About this exercise
Show each line of the data below in which "usize" occurs.

Records to use
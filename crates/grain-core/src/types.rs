//! Core type definitions shared by the dataset and training crates.

use crate::{Error, Result};
use serde::{Deserialize, Serialize};
use std::path::PathBuf;

/// Ordered class names; a label is the position of its name.
///
/// Built from the sorted subdirectory names of a dataset root, so two roots
/// with the same class folders always produce the same mapping.
#[derive(Debug, Clone, PartialEq, Eq, Serialize, Deserialize)]
pub struct ClassIndex {
    names: Vec<String>,
}

impl ClassIndex {
    /// Creates an index from names already in label order
    pub fn new(names: Vec<String>) -> Self {
        Self { names }
    }

    pub fn len(&self) -> usize {
        self.names.len()
    }

    pub fn is_empty(&self) -> bool {
        self.names.is_empty()
    }

    pub fn names(&self) -> &[String] {
        &self.names
    }

    /// Name for a label, if the label is in range
    pub fn name(&self, label: usize) -> Option<&str> {
        self.names.get(label).map(String::as_str)
    }

    /// Label for a class name
    pub fn label_of(&self, name: &str) -> Option<usize> {
        self.names.iter().position(|n| n == name)
    }

    /// Fails with a configuration error unless `other` has the same classes in
    /// the same order.
    pub fn ensure_matches(&self, other: &ClassIndex, context: &str) -> Result<()> {
        if self.names == other.names {
            return Ok(());
        }

        let missing: Vec<&str> = self
            .names
            .iter()
            .filter(|n| !other.names.contains(n))
            .map(String::as_str)
            .collect();
        let extra: Vec<&str> = other
            .names
            .iter()
            .filter(|n| !self.names.contains(n))
            .map(String::as_str)
            .collect();

        Err(Error::Config(format!(
            "Class set mismatch in {context}: expected {:?}, found {:?} \
             (missing {:?}, unexpected {:?})",
            self.names, other.names, missing, extra
        )))
    }
}

/// Represents an image sample with its label
#[derive(Debug, Clone, PartialEq, Eq, Serialize, Deserialize)]
pub struct ImageSample {
    /// Path to the image file
    pub path: PathBuf,
    /// Class label (index)
    pub label: usize,
    /// Class name the label refers to
    pub class_name: String,
}

impl ImageSample {
    pub fn new(path: PathBuf, label: usize, class_name: impl Into<String>) -> Self {
        Self {
            path,
            label,
            class_name: class_name.into(),
        }
    }
}

/// Data split type
#[derive(Debug, Clone, Copy, Serialize, Deserialize, PartialEq, Eq)]
pub enum DataSplit {
    /// Training data
    Train,
    /// Validation data
    Validation,
    /// Test data
    Test,
}

impl std::fmt::Display for DataSplit {
    fn fmt(&self, f: &mut std::fmt::Formatter<'_>) -> std::fmt::Result {
        match self {
            DataSplit::Train => write!(f, "train"),
            DataSplit::Validation => write!(f, "validation"),
            DataSplit::Test => write!(f, "test"),
        }
    }
}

Response
    pub fn len(&self) -> usize {
    pub fn name(&self, label: usize) -> Option<&str> {
    pub fn label_of(&self, name: &str) -> Option<usize> {
    pub label: usize,
    pub fn new(path: PathBuf, label: usize, class_name: impl Into<String>) -> Self {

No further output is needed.